Badly behaving brass

I used to have a wooden sail boat that was made in the 30s. There were several forged iron rings on various spars and I was told that the way to get them on was to make the ring with a slightly smaller inside dimension than the OD of the spar at th desird ring position, grease the spar, heat the ring, position the ring on the spar and then toss a bucket of water on it. The ring shrinks and is forever at the correct place.

Well, lately I have been making myself a new cane. The shaft is hickory, head mahogany. The shaft is reduced into a shouldered spindle where it goes into the head. I wanted a transitional pretty-pretty between the two different woods and decided to use brass.

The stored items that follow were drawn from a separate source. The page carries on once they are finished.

//! End-to-end journeys through the assembled HTTP stack.
//!
//! The app here mirrors the production wiring: trace middleware, extractor
//! error handlers, cookie sessions, health probes and every dashboard route,
//! over the seeded in-memory backend.

use std::sync::Arc;

use actix_session::{SessionMiddleware, storage::CookieSessionStore};
use actix_web::cookie::{Cookie, Key};
use actix_web::dev::{Service, ServiceResponse};
use actix_web::http::{Method, StatusCode};
use actix_web::{App, test, web};
use mockable::DefaultClock;
use rstest::rstest;
use serde_json::{Value, json};

use backend::Trace;
use backend::domain::TRACE_ID_HEADER;
use backend::inbound::http::auth::{current_session, login, logout, refresh_role, signup};
use backend::inbound::http::dashboard;
use backend::inbound::http::error::configure_extractors;
use backend::inbound::http::health::{HealthState, live, ready};
use backend::inbound::http::navigation::{access, sidebar};
use backend::inbound::http::state::{HttpState, HttpStatePorts};
use backend::outbound::memory::{DEMO_PASSWORD, MemoryBackend};

const EMILY_REQUEST: &str = "7d0e2a55-3c1b-4f6a-8b29-5e4c1a700302";

fn http_state() -> HttpState {
    let backend = MemoryBackend::seeded().expect("seed data is valid");
    HttpState::new(HttpStatePorts {
        auth: Arc::new(backend.clone()),
        dashboard: backend.dashboard_ports(Arc::new(DefaultClock)),
        demo: None,
    })
}

macro_rules! full_app {
    ($health:expr) => {
        test::init_service(
            App::new()
                .app_data($health)
                .app_data(web::Data::new(http_state()))
                .configure(configure_extractors)
                .wrap(Trace)
                .service(
                    web::scope("/api/v1")
                        .wrap(
                            SessionMiddleware::builder(
                                CookieSessionStore::default(),
                                Key::generate(),
                            )
                            .cookie_name("session".to_owned())
                            .cookie_secure(false)
                            .build(),
                        )
                        .service(signup)
                        .service(login)
                        .service(logout)
                        .service(current_session)
                        .service(refresh_role)
                        .service(sidebar)
                        .service(access)
                        .configure(dashboard::configure),
                )
                .service(ready)
                .service(live),
        )
        .await
    };
}

async fn send<S, B, E>(
    app: &S,
    method: Method,
    uri: &str,
    cookie: Option<&Cookie<'static>>,
    body: Option<Value>,
) -> ServiceResponse<B>
where
    S: Service<actix_http::Request, Response = ServiceResponse<B>, Error = E>,
    E: std::fmt::Debug,
{
    let mut req = test::TestRequest::default().method(method).uri(uri);
    if let Some(cookie) = cookie {
        req = req.cookie(cookie.clone());
    }
    if let Some(body) = body {
        req = req.set_json(body);
    }
    test::call_service(app, req.to_request()).await
}

fn cookie_of<B>(res: &ServiceResponse<B>) -> Cookie<'static> {
    res.response()
        .cookies()
        .find(|cookie| cookie.name() == "session")
        .map(Cookie::into_owned)
        .expect("session cookie")
}

fn trace_header<B>(res: &ServiceResponse<B>) -> String {
    res.headers()
        .get(TRACE_ID_HEADER)
        .and_then(|value| value.to_str().ok())
        .map(str::to_owned)
        .expect("trace-id header")
}

async fn json_of<B: actix_web::body::MessageBody>(res: ServiceResponse<B>) -> Value {
    let bytes = test::read_body(res).await;
    serde_json::from_slice(&bytes).expect("json body")
}

#[rstest]
#[actix_web::test]
async fn refused_requests_carry_the_trace_identifier() {
    let app = full_app!(web::Data::new(HealthState::new()));

    let res = send(&app, Method::GET, "/api/v1/dashboard/mentee/overview", None, None).await;
    assert_eq!(res.status(), StatusCode::UNAUTHORIZED);
    let header = trace_header(&res);
    let body = json_of(res).await;

    assert_eq!(body["code"], "unauthorized");
    assert_eq!(body["traceId"], header.as_str());
}

#[rstest]
#[actix_web::test]
async fn a_new_mentee_is_approved_by_the_mentor() {
    let app = full_app!(web::Data::new(HealthState::new()));

    let res = send(
        &app,
        Method::POST,
        "/api/v1/signup",
        None,
        Some(json!({
            "name": "Priya Patel",
            "email": "priya@example.com",
            "password": "correct horse",
            "role": "mentee"
        })),
    )
    .await;
    assert_eq!(res.status(), StatusCode::OK);
    let mentee = cookie_of(&res);
    let session = json_of(res).await;
    assert_eq!(session["role"], "mentee");

    let res = send(&app, Method::GET, "/api/v1/navigation", Some(&mentee), None).await;
    let nav = json_of(res).await;
    assert_eq!(nav["entries"][0]["path"], "/dashboard/mentee");

    let res = send(
        &app,
        Method::GET,
        "/api/v1/dashboard/mentee/available-projects",
        Some(&mentee),
        None,
    )
    .await;
    let available = json_of(res).await;
    let project_id = available[0]["id"].as_str().expect("project id").to_owned();

    let apply = format!("/api/v1/dashboard/mentee/available-projects/{project_id}/apply");
    let res = send(&app, Method::POST, &apply, Some(&mentee), None).await;
    assert_eq!(res.status(), StatusCode::CREATED);
    let request = json_of(res).await;
    let request_id = request["id"].as_str().expect("request id").to_owned();

    let res = send(
        &app,
        Method::POST,
        "/api/v1/login",
        None,
        Some(json!({ "email": "sarah@example.com", "password": DEMO_PASSWORD })),
    )
    .await;
    assert_eq!(res.status(), StatusCode::OK);
    let mentor = cookie_of(&res);

    let decide = format!("/api/v1/dashboard/mentor/requests/{request_id}/decision");
    let res = send(
        &app,
        Method::POST,
        &decide,
        Some(&mentor),
        Some(json!({ "status": "approved" })),
    )
    .await;
    assert_eq!(res.status(), StatusCode::OK);

    let res = send(&app, Method::GET, "/api/v1/dashboard/mentee/projects", Some(&mentee), None).await;
    let mine = json_of(res).await;
    assert_eq!(mine["projects"][0]["id"], project_id.as_str());
}

#[rstest]
#[actix_web::test]
async fn rejected_requests_leave_my_projects_empty() {
    let app = full_app!(web::Data::new(HealthState::new()));
    let res = send(
        &app,
        Method::POST,
        "/api/v1/login",
        None,
        Some(json!({ "email": "sarah@example.com", "password": DEMO_PASSWORD })),
    )
    .await;
    let mentor = cookie_of(&res);
    let res = send(
        &app,
        Method::POST,
        "/api/v1/login",
        None,
        Some(json!({ "email": "emily@example.com", "password": DEMO_PASSWORD })),
    )
    .await;
    let mentee = cookie_of(&res);

    let decide = format!("/api/v1/dashboard/mentor/requests/{EMILY_REQUEST}/decision");
    let res = send(
        &app,
        Method::POST,
        &decide,
        Some(&mentor),
        Some(json!({ "status": "rejected" })),
    )
    .await;
    assert_eq!(res.status(), StatusCode::OK);

    let res = send(&app, Method::GET, "/api/v1/dashboard/mentee/projects", Some(&mentee), None).await;
    let mine = json_of(res).await;
    assert_eq!(mine["projects"], json!([]));
    assert_eq!(mine["requests"][0]["status"], "rejected");
}

#[rstest]
#[actix_web::test]
async fn logout_closes_the_dashboards() {
    let app = full_app!(web::Data::new(HealthState::new()));
    let res = send(
        &app,
        Method::POST,
        "/api/v1/login",
        None,
        Some(json!({ "email": "michael@example.com", "password": DEMO_PASSWORD })),
    )
    .await;
    let signed_in = cookie_of(&res);

    let res = send(
        &app,
        Method::GET,
        "/api/v1/dashboard/coordinator/analytics",
        Some(&signed_in),
        None,
    )
    .await;
    assert_eq!(res.status(), StatusCode::OK);

    let res = send(&app, Method::POST, "/api/v1/logout", Some(&signed_in), None).await;
    assert_eq!(res.status(), StatusCode::OK);
    let signed_out = cookie_of(&res);

    let res = send(
        &app,
        Method::GET,
        "/api/v1/dashboard/coordinator/analytics",
        Some(&signed_out),
        None,
    )
    .await;
    assert_eq!(res.status(), StatusCode::UNAUTHORIZED);
}

#[rstest]
#[case(false, StatusCode::SERVICE_UNAVAILABLE)]
#[case(true, StatusCode::OK)]
#[actix_web::test]
async fn readiness_follows_the_health_state(#[case] ready_now: bool, #[case] expected: StatusCode) {
    let health = web::Data::new(HealthState::new());
    if ready_now {
        health.mark_ready();
    }
    let app = full_app!(health.clone());

    let res = send(&app, Method::GET, "/health/ready", None, None).await;
    assert_eq!(res.status(), expected);
    let res = send(&app, Method::GET, "/health/live", None, None).await;
    assert_eq!(res.status(), StatusCode::OK);
}
//! Request middleware.
//!
//! Purpose: Define middleware components for request lifecycle concerns such as
//! tracing and request correlation.

pub mod trace;

pub use trace::Trace;
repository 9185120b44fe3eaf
//! Request correlation middleware.
//!
//! [`Trace`] mints a [`TraceId`] per request, runs the inner service inside
//! [`TraceId::scope`] and echoes the identifier in the `trace-id` response
//! header. Anything that builds a domain error while the request is in flight
//! picks the same identifier up.

use std::task::{Context, Poll};

use actix_web::Error;
use actix_web::dev::{Service, ServiceRequest, ServiceResponse, Transform};
use actix_web::http::header::{HeaderName, HeaderValue};
use futures_util::future::{LocalBoxFuture, Ready, ready};
use tracing::{Instrument, error, info_span};

use crate::domain::{TRACE_ID_HEADER, TraceId};

/// Middleware factory; wrap an `App` or scope with it.
///
/// # Examples
/// ```
/// use actix_web::App;
/// use backend::Trace;
///
/// let _app = App::new().wrap(Trace);
/// ```
#[derive(Debug, Clone, Copy, Default)]
pub struct Trace;

impl<S, B> Transform<S, ServiceRequest> for Trace
where
    S: Service<ServiceRequest, Response = ServiceResponse<B>, Error = Error> + 'static,
    S::Future: 'static,
    B: 'static,
{
    type Response = ServiceResponse<B>;
    type Error = Error;
    type InitError = ();
    type Transform = TraceMiddleware<S>;
    type Future = Ready<Result<Self::Transform, Self::InitError>>;

    fn new_transform(&self, service: S) -> Self::Future {
        ready(Ok(TraceMiddleware { service }))
    }
}

/// Service produced by [`Trace`].
pub struct TraceMiddleware<S> {
    service: S,
}

impl<S, B> Service<ServiceRequest> for TraceMiddleware<S>
where
    S: Service<ServiceRequest, Response = ServiceResponse<B>, Error = Error> + 'static,
    S::Future: 'static,
    B: 'static,
{
    type Response = ServiceResponse<B>;
    type Error = Error;
    type Future = LocalBoxFuture<'static, Result<Self::Response, Self::Error>>;

    fn poll_ready(&self, cx: &mut Context<'_>) -> Poll<Result<(), Self::Error>> {
        self.service.poll_ready(cx)
    }

    fn call(&self, req: ServiceRequest) -> Self::Future {
        let trace_id = TraceId::generate();
        let span = info_span!(
            "request",
            %trace_id,
            method = %req.method(),
            path = %req.path(),
        );
        let fut = TraceId::scope(trace_id, self.service.call(req));
        Box::pin(
            async move {
                let mut res = fut.await?;
                match HeaderValue::from_str(&trace_id.to_string()) {
                    Ok(value) => {
                        res.headers_mut()
                            .insert(HeaderName::from_static(TRACE_ID_HEADER), value);
                    }
                    Err(error) => error!(%error, "trace id is not a valid header value"),
                }
                Ok(res)
            }
            .instrument(span),
        )
    }
}

#[cfg(test)]
mod tests {
    use actix_web::{App, HttpResponse, test, web};
    use rstest::rstest;

    use super::*;
    use crate::domain::Error as DomainError;

    #[rstest]
    #[actix_web::test]
    async fn responses_carry_a_uuid_trace_header() {
        let app = test::init_service(
            App::new()
                .wrap(Trace)
                .route("/", web::get().to(|| async { HttpResponse::Ok().finish() })),
        )
        .await;

        let res = test::call_service(&app, test::TestRequest::get().uri("/").to_request()).await;

        let header = res
            .headers()
            .get(TRACE_ID_HEADER)
            .and_then(|value| value.to_str().ok())
            .expect("trace id header");
        assert!(header.parse::<TraceId>().is_ok());
    }

    #[rstest]
    #[actix_web::test]
    async fn errors_built_in_a_handler_share_the_header_id() {
        let app = test::init_service(App::new().wrap(Trace).route(
            "/",
            web::get().to(|| async {
                Err::<HttpResponse, _>(DomainError::not_found("nothing here"))
            }),
        ))
        .await;

        let res = test::call_service(&app, test::TestRequest::get().uri("/").to_request()).await;

        let header = res
            .headers()
            .get(TRACE_ID_HEADER)
            .and_then(|value| value.to_str().ok())
            .map(str::to_owned)
            .expect("trace id header");
        let body: serde_json::Value = test::read_body_json(res).await;
        assert_eq!(body["traceId"], header.as_str());
    }
}
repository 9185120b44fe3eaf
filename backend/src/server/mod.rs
//! Server construction and middleware wiring.

mod config;
mod state_builders;

pub use config::ServerConfig;

use state_builders::build_http_state;

use actix_session::{
    SessionMiddleware,
    config::{CookieContentSecurity, PersistentSession},
    storage::CookieSessionStore,
};
use actix_web::cookie::{Key, SameSite};
use actix_web::dev::{Server, ServiceFactory, ServiceRequest, ServiceResponse};
use actix_web::{App, HttpServer, web};

use backend::Trace;
#[cfg(debug_assertions)]
use backend::doc::ApiDoc;
#[cfg(feature = "dev-role-switch")]
use backend::inbound::http::auth::switch_role;
use backend::inbound::http::auth::{current_session, login, logout, refresh_role, signup};
use backend::inbound::http::dashboard;
use backend::inbound::http::error::configure_extractors;
use backend::inbound::http::health::{HealthState, live, ready};
use backend::inbound::http::navigation::{access, sidebar};
use backend::inbound::http::state::HttpState;
#[cfg(debug_assertions)]
use utoipa::OpenApi;
#[cfg(debug_assertions)]
use utoipa_swagger_ui::SwaggerUi;

#[derive(Clone)]
struct AppDependencies {
    health_state: web::Data<HealthState>,
    http_state: web::Data<HttpState>,
    key: Key,
    cookie_secure: bool,
    same_site: SameSite,
}

fn build_app(
    deps: AppDependencies,
) -> App<
    impl ServiceFactory<
        ServiceRequest,
        Config = (),
        Response = ServiceResponse,
        Error = actix_web::Error,
        InitError = (),
    >,
> {
    let AppDependencies {
        health_state,
        http_state,
        key,
        cookie_secure,
        same_site,
    } = deps;

    let session = SessionMiddleware::builder(CookieSessionStore::default(), key)
        .cookie_name("session".into())
        .cookie_path("/".into())
        .cookie_secure(cookie_secure)
        .cookie_http_only(true)
        .cookie_content_security(CookieContentSecurity::Private)
        .cookie_same_site(same_site)
        .session_lifecycle(
            PersistentSession::default().session_ttl(actix_web::cookie::time::Duration::hours(2)),
        )
        .build();

    let api = web::scope("/api/v1")
        .wrap(session)
        .service(signup)
        .service(login)
        .service(logout)
        .service(current_session)
        .service(refresh_role)
        .service(sidebar)
        .service(access)
        .configure(dashboard::configure);
    #[cfg(feature = "dev-role-switch")]
    let api = api.service(switch_role);

    let app = App::new()
        .app_data(health_state)
        .app_data(http_state)
        .configure(configure_extractors)
        .wrap(Trace)
        .service(api)
        .service(ready)
        .service(live);

    #[cfg(debug_assertions)]
    let app = app.service(SwaggerUi::new("/docs").url("/api-docs/openapi.json", ApiDoc::openapi()));
    #[cfg(not(debug_assertions))]
    let app = app;

    app
}

/// Construct an Actix HTTP server over the configured backend.
///
/// Readiness is marked once the listener is bound.
///
/// # Errors
/// Propagates [`std::io::Error`] when binding the socket fails.
pub fn create_server(
    health_state: web::Data<HealthState>,
    config: ServerConfig,
) -> std::io::Result<Server> {
    let server_health_state = health_state.clone();
    let http_state = build_http_state(&config.backend);
    let ServerConfig {
        key,
        cookie_secure,
        same_site,
        bind_addr,
        backend: _,
    } = config;

    let server = HttpServer::new(move || {
        build_app(AppDependencies {
            health_state: server_health_state.clone(),
            http_state: http_state.clone(),
            key: key.clone(),
            cookie_secure,
            same_site,
        })
    })
    .bind(bind_addr)?
    .run();

    health_state.mark_ready();
    Ok(server)
}
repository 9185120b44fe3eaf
//! Inbound adapters that translate external requests into domain service
//! calls while keeping framework details at the edge.
//!
//! HTTP handlers live under [`http`].

pub mod http;
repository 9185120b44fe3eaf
//! Coordinator pages: programme-wide views and project administration.
//!
//! ```text
//! GET    /api/v1/dashboard/coordinator/overview
//! GET    /api/v1/dashboard/coordinator/projects
//! POST   /api/v1/dashboard/coordinator/projects
//! DELETE /api/v1/dashboard/coordinator/projects/{project_id}
//! GET    /api/v1/dashboard/coordinator/submissions
//! GET    /api/v1/dashboard/coordinator/feedback
//! GET    /api/v1/dashboard/coordinator/analytics
//! ```

use actix_web::{HttpResponse, delete, get, post, web};

use crate::domain::dashboard::{
    Analytics, CoordinatorOverview, FeedbackView, ProjectDraft, ProjectView, SubmissionView,
};
use crate::domain::{Error, ProjectId};
use crate::inbound::http::ApiResult;
use crate::inbound::http::guard::admit;
use crate::inbound::http::session::SessionContext;
use crate::inbound::http::state::HttpState;

const HOME: &str = "/dashboard/coordinator";
const PROJECTS: &str = "/dashboard/coordinator/projects";
const SUBMISSIONS: &str = "/dashboard/coordinator/submissions";
const FEEDBACK: &str = "/dashboard/coordinator/feedback";
const ANALYTICS: &str = "/dashboard/coordinator/analytics";

/// Programme totals and the latest projects.
#[utoipa::path(
    get,
    path = "/api/v1/dashboard/coordinator/overview",
    responses(
        (status = 200, description = "Coordinator overview", body = CoordinatorOverview),
        (status = 401, description = "Not signed in", body = Error),
        (status = 403, description = "Not a coordinator", body = Error)
    ),
    tags = ["coordinator"],
    operation_id = "coordinatorOverview"
)]
#[get("/dashboard/coordinator/overview")]
pub async fn overview(
    state: web::Data<HttpState>,
    session: SessionContext,
) -> ApiResult<web::Json<CoordinatorOverview>> {
    admit(&state, session, HOME).await?;
    Ok(web::Json(state.coordinator.overview().await))
}

/// Every project.
#[utoipa::path(
    get,
    path = "/api/v1/dashboard/coordinator/projects",
    responses(
        (status = 200, description = "Projects", body = [ProjectView]),
        (status = 401, description = "Not signed in", body = Error),
        (status = 403, description = "Not a coordinator", body = Error)
    ),
    tags = ["coordinator"],
    operation_id = "allProjects"
)]
#[get("/dashboard/coordinator/projects")]
pub async fn projects(
    state: web::Data<HttpState>,
    session: SessionContext,
) -> ApiResult<web::Json<Vec<ProjectView>>> {
    admit(&state, session, PROJECTS).await?;
    Ok(web::Json(state.coordinator.projects().await))
}

/// Publish a project under a mentor.
#[utoipa::path(
    post,
    path = "/api/v1/dashboard/coordinator/projects",
    request_body = ProjectDraft,
    responses(
        (status = 201, description = "Project created", body = ProjectView),
        (status = 400, description = "Invalid project", body = Error),
        (status = 401, description = "Not signed in", body = Error),
        (status = 403, description = "Not a coordinator", body = Error)
    ),
    tags = ["coordinator"],
    operation_id = "createProject"
)]
#[post("/dashboard/coordinator/projects")]
pub async fn create_project(
    state: web::Data<HttpState>,
    session: SessionContext,
    payload: web::Json<ProjectDraft>,
) -> ApiResult<HttpResponse> {
    admit(&state, session, PROJECTS).await?;
    let view = state.coordinator.create_project(payload.into_inner()).await?;
    Ok(HttpResponse::Created().json(view))
}

/// Remove a project. Related records are kept.
#[utoipa::path(
    delete,
    path = "/api/v1/dashboard/coordinator/projects/{project_id}",
    params(("project_id" = String, Path, description = "Project to delete")),
    responses(
        (status = 204, description = "Project deleted"),
        (status = 404, description = "Unknown project", body = Error)
    ),
    tags = ["coordinator"],
    operation_id = "deleteProject"
)]
#[delete("/dashboard/coordinator/projects/{project_id}")]
pub async fn delete_project(
    state: web::Data<HttpState>,
    session: SessionContext,
    path: web::Path<ProjectId>,
) -> ApiResult<HttpResponse> {
    admit(&state, session, PROJECTS).await?;
    state.coordinator.delete_project(path.into_inner()).await?;
    Ok(HttpResponse::NoContent().finish())
}

/// Every submission.
#[utoipa::path(
    get,
    path = "/api/v1/dashboard/coordinator/submissions",
    responses(
        (status = 200, description = "Submissions", body = [SubmissionView]),
        (status = 401, description = "Not signed in", body = Error),
        (status = 403, description = "Not a coordinator", body = Error)
    ),
    tags = ["coordinator"],
    operation_id = "allSubmissions"
)]
#[get("/dashboard/coordinator/submissions")]
pub async fn submissions(
    state: web::Data<HttpState>,
    session: SessionContext,
) -> ApiResult<web::Json<Vec<SubmissionView>>> {
    admit(&state, session, SUBMISSIONS).await?;
    Ok(web::Json(state.coordinator.submissions().await))
}

/// Every piece of feedback.
#[utoipa::path(
    get,
    path = "/api/v1/dashboard/coordinator/feedback",
    responses(
        (status = 200, description = "Feedback", body = [FeedbackView]),
        (status = 401, description = "Not signed in", body = Error),
        (status = 403, description = "Not a coordinator", body = Error)
    ),
    tags = ["coordinator"],
    operation_id = "allFeedback"
)]
#[get("/dashboard/coordinator/feedback")]
pub async fn feedback(
    state: web::Data<HttpState>,
    session: SessionContext,
) -> ApiResult<web::Json<Vec<FeedbackView>>> {
    admit(&state, session, FEEDBACK).await?;
    Ok(web::Json(state.coordinator.feedback().await))
}

/// Status breakdowns and the average rating.
#[utoipa::path(
    get,
    path = "/api/v1/dashboard/coordinator/analytics",
    responses(
        (status = 200, description = "Analytics", body = Analytics),
        (status = 401, description = "Not signed in", body = Error),
        (status = 403, description = "Not a coordinator", body = Error)
    ),
    tags = ["coordinator"],
    operation_id = "analytics"
)]
#[get("/dashboard/coordinator/analytics")]
pub async fn analytics(
    state: web::Data<HttpState>,
    session: SessionContext,
) -> ApiResult<web::Json<Analytics>> {
    admit(&state, session, ANALYTICS).await?;
    Ok(web::Json(state.coordinator.analytics().await))
}

/// Register the coordinator endpoints.
pub fn configure(cfg: &mut web::ServiceConfig) {
    cfg.service(overview)
        .service(projects)
        .service(create_project)
        .service(delete_project)
        .service(submissions)
        .service(feedback)
        .service(analytics);
}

A piece of 3/4" brass pipe is just the right outside diameter but the inside diameter was a bit too small to get over the spindle so I decided to try the heat & quench method ala spar rings.

I cut off a 5/8" wide piece of the pipe to use as my ferrule and heated it up to see if it would expand enough to get over my spindle. The dang thing didn't get any bigger; in fact, the ID *decreased*. Huh? I thought about that for a moment and decided that the wall of the brass ring must be expanding both outward and inward and therefore the ID was decreasing, OD increasing.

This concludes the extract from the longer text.